La Barque N°5
Fondée par Olivier Gallon et Laurent Pinon en 2006, La Barque publie au rythme de croisière de deux numéros par an. Sous une couverture gris anthracite, la revue se veut petit et frêle transport de textes poétiques. Elle offre une place à la traduction (Robert Walser dans son numéro précédent), n’ignore pas une approche libre du cinéma, voire des journaux ou articles critiques de cinéastes eux-mêmes, comme ceux de João César Monteiro. Avec ce nouveau volume, La Barque gagne en intensité. Celui-ci s’ouvre par les premières traductions (bilingues systématiquement pour les poèmes) de l’Australienne Amanda Stewart qui, en plasticienne, propose aussi un travail de photocopie de textes floutés, enveloppés de marges blanches et noires. Les poèmes ici traduits oscillent entre bouts de mémoires arrachées à la perdition et notes politiques sur l’état du monde.

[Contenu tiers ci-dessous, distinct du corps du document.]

//! TOML pipeline configuration.
//!
//! Every section except `[input]` has defaults, so the smallest valid file
//! only names the two input tables:
//!
//! ```toml
//! [input]
//! trips = "data/divvy_trips.csv"
//! wards = "data/wards.csv"
//! ```

use std::path::{Path, PathBuf};

use serde::{Deserialize, Serialize};
use ward_flow_assign::AssignOptions;
use ward_flow_clean::CleanConfig;
use ward_flow_od::PartitionPlan;
use ward_flow_spatial::{Crs, WardColumns};
use ward_flow_utilization::EconomicsConfig;

use crate::PipelineError;

/// Config file looked up when none is given.
pub const DEFAULT_CONFIG_FILE: &str = "ward_flow.toml";

/// Complete pipeline configuration.
#[derive(Debug, Clone, PartialEq, Serialize, Deserialize)]
pub struct PipelineConfig {
    /// Input tables.
    pub input: InputConfig,
    /// Record cleaning.
    #[serde(default)]
    pub clean: CleanConfig,
    /// Spatial assignment.
    #[serde(default)]
    pub assign: AssignOptions,
    /// OD partitions to produce.
    #[serde(default)]
    pub partitions: PartitionPlan,
    /// Utilization and economics.
    #[serde(default)]
    pub economics: EconomicsConfig,
    /// Output location and optional tables.
    #[serde(default)]
    pub output: OutputConfig,
}

/// Input table locations and their reference systems.
#[derive(Debug, Clone, PartialEq, Serialize, Deserialize)]
pub struct InputConfig {
    /// Trips CSV.
    pub trips: PathBuf,
    /// Ward boundaries CSV.
    pub wards: PathBuf,
    /// CRS of the trip coordinates.
    #[serde(default)]
    pub trips_crs: Crs,
    /// CRS of the ward boundaries.
    #[serde(default)]
    pub wards_crs: Crs,
    /// Ward table column names.
    #[serde(default)]
    pub ward_columns: WardColumns,
}

/// Output settings.
#[derive(Debug, Clone, PartialEq, Eq, Serialize, Deserialize)]
#[serde(default)]
#[allow(clippy::struct_excessive_bools)]
pub struct OutputConfig {
    /// Directory all tables are written to.
    pub dir: PathBuf,
    /// Write `flow_graph_<partition>.json`.
    pub graphs: bool,
    /// Write `ward_activity_<partition>.csv`.
    pub activity: bool,
    /// Write `breakdown.json`.
    pub breakdown: bool,
    /// Run the utilization rollup as part of `run`.
    pub utilization: bool,
}

impl Default for OutputConfig {
    fn default() -> Self {
        Self {
            dir: PathBuf::from("output"),
            graphs: true,
            activity: true,
            breakdown: true,
            utilization: true,
        }
    }
}

impl PipelineConfig {
    /// Parses a configuration from TOML text. Relative paths are kept as
    /// written.
    ///
    /// # Errors
    ///
    /// Returns [`PipelineError::Config`] if the text is not valid TOML or
    /// does not match the expected schema.
    pub fn from_toml_str(text: &str) -> Result<Self, PipelineError> {
        toml::de::from_str(text).map_err(|e| PipelineError::Config {
            path: "<inline>".to_string(),
            message: e.to_string(),
        })
    }

    /// Resolves relative input and output paths against `base`.
    #[must_use]
    pub fn relative_to(mut self, base: &Path) -> Self {
        let resolve = |p: &mut PathBuf| {
            if p.is_relative() {
                *p = base.join(&*p);
            }
        };
        resolve(&mut self.input.trips);
        resolve(&mut self.input.wards);
        resolve(&mut self.output.dir);
        self
    }
}

/// Loads a configuration file. Relative paths inside it are resolved
/// against the file's directory.
///
/// # Errors
///
/// Returns [`PipelineError::Io`] if the file cannot be read, or
/// [`PipelineError::Config`] if it does not parse.
pub fn load_config(path: &Path) -> Result<PipelineConfig, PipelineError> {
    let text = std::fs::read_to_string(path).map_err(|e| PipelineError::Io {
        path: path.display().to_string(),
        source: e,
    })?;

    let config: PipelineConfig =
        toml::de::from_str(&text).map_err(|e| PipelineError::Config {
            path: path.display().to_string(),
            message: e.to_string(),
        })?;

    let base = path.parent().unwrap_or_else(|| Path::new(""));
    log::debug!("Loaded config from {}", path.display());
    Ok(config.relative_to(base))
}

#[cfg(test)]
mod tests {
    use super::*;
    use ward_flow_trip_models::AgeGroup;

    #[test]
    fn minimal_config_uses_defaults() {
        let config = PipelineConfig::from_toml_str(
            r#"
            [input]
            trips = "trips.csv"
            wards = "wards.csv"
            "#,
        )
        .unwrap();
        assert_eq!(config.input.trips_crs, Crs::wgs84());
        assert_eq!(config.input.ward_columns, WardColumns::default());
        assert_eq!(config.clean, CleanConfig::default());
        assert_eq!(config.assign, AssignOptions::default());
        assert_eq!(config.partitions, PartitionPlan::default());
        assert_eq!(config.output.dir, PathBuf::from("output"));
        assert!((config.economics.rate_per_minute - 0.17).abs() < f64::EPSILON);
    }

    #[test]
    fn full_config_round_trips_sections() {
        let config = PipelineConfig::from_toml_str(
            r#"
            [input]
            trips = "trips.csv"
            wards = "wards.csv"
            trips_crs = "epsg:4326"
            wards_crs = "WGS84"
            ward_columns = { id = "WARD", geometry = "geom" }

            [clean]
            birth_year_min = 1930

            [assign]
            threads = 4
            chunk_size = 500

            [partitions]
            years = [2016, 2017]
            age_groups = ["0-18", "61+"]
            day_periods = ["Night"]
            marginals = false

            [economics]
            rate_per_minute = 0.2
            year = 2019
            costs = { bike = 400.0 }

            [output]
            dir = "out"
            graphs = false
            "#,
        )
        .unwrap();

        assert_eq!(config.input.wards_crs, Crs::wgs84());
        assert_eq!(config.input.ward_columns.id, "WARD");
        assert_eq!(config.clean.birth_year_min, 1930);
        assert_eq!(config.assign.threads, Some(4));
        assert_eq!(config.assign.chunk_size, 500);
        assert_eq!(config.partitions.years, vec![2016, 2017]);
        assert_eq!(
            config.partitions.age_groups,
            vec![AgeGroup::UpTo18, AgeGroup::From61]
        );
        assert!(!config.partitions.marginals);
        assert_eq!(config.economics.year, Some(2019));
        assert!((config.economics.costs.bike - 400.0).abs() < f64::EPSILON);
        assert!((config.economics.costs.infrastructure - 800.0).abs() < f64::EPSILON);
        assert!(!config.output.graphs);
        assert!(config.output.activity);
    }

    #[test]
    fn missing_input_section_is_a_config_error() {
        let err = PipelineConfig::from_toml_str("[output]\ndir = \"x\"\n").unwrap_err();
        assert!(matches!(err, PipelineError::Config { .. }));
    }

    #[test]
    fn invalid_crs_is_a_config_error() {
        let err = PipelineConfig::from_toml_str(
            "[input]\ntrips = \"t.csv\"\nwards = \"w.csv\"\ntrips_crs = \"mercator\"\n",
        )
        .unwrap_err();
        assert!(matches!(err, PipelineError::Config { .. }));
    }

    #[test]
    fn relative_paths_resolve_against_base() {
        let config = PipelineConfig::from_toml_str(
            "[input]\ntrips = \"t.csv\"\nwards = \"/abs/w.csv\"\n",
        )
        .unwrap()
        .relative_to(Path::new("/data/run"));
        assert_eq!(config.input.trips, PathBuf::from("/data/run/t.csv"));
        assert_eq!(config.input.wards, PathBuf::from("/abs/w.csv"));
        assert_eq!(config.output.dir, PathBuf::from("/data/run/output"));
    }
}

Volontiers répétitifs, les vers ne cherchent pas à faire sens, telle cette suite intitulée « Énergie est matière » : « L’atome était. La grande étendue de l’ouest./ L’atome était et était./ Vu sous la forme de cellules et d’étoiles./ Énergie = Masse fois vitesse de la lumière au carré,/ Et ça, c’est facile à dire ». Un cd, entremêlant la voix d’Amanda Stewart et les improvisations du saxophoniste Jean-Luc Guionnet, enregistré au centre chorégraphique de Montpellier, donne à entendre un autre pan de son travail. Suit un choix de textes inédits d’Huguette Champroux (1931-2003), dont ce poème, presque réflecteur du travail de l’écriture : « Mais à sa place (hop) ruisselant/ Lundi entre l’écriture Rouge et là/ Mardi ne passerait pas une épingle/ à cheveux, non, entre les deux corps de ce/ rêve, ou enfin, le lude/ va basculer ». Autre belle série, en plus de la Suite monochrome dans laquelle Jacques Sicard éclaire d’une page un film choisi (de La Dame de tout le monde de Max Ophüls à Mon oncle de Jacques Tati en passant par le magnifique Mes petites amoureuses de Jean Eustache), celle des poèmes d’Arseni Tarkovski (1907-1989), traduits par Christian Mouze. « L’aveugle » est modèle d’une sobriété narrative, dans laquelle apparaissent de soudaines ellipses quasi photographiques. Grand traducteur de poètes arméniens et arabes, Tarkovski s’inscrit dans l’héritage de la modernité russe de l’après-guerre. On est saisi par ce : « Boîte d’os articulée,/ Le poignet craque…/ La main de l’aveugle, elle, est vivante,/ Regarde, elle vibre à peine,/ Comme une algue sombre/ Elle suit les fibres des moindres ondes. »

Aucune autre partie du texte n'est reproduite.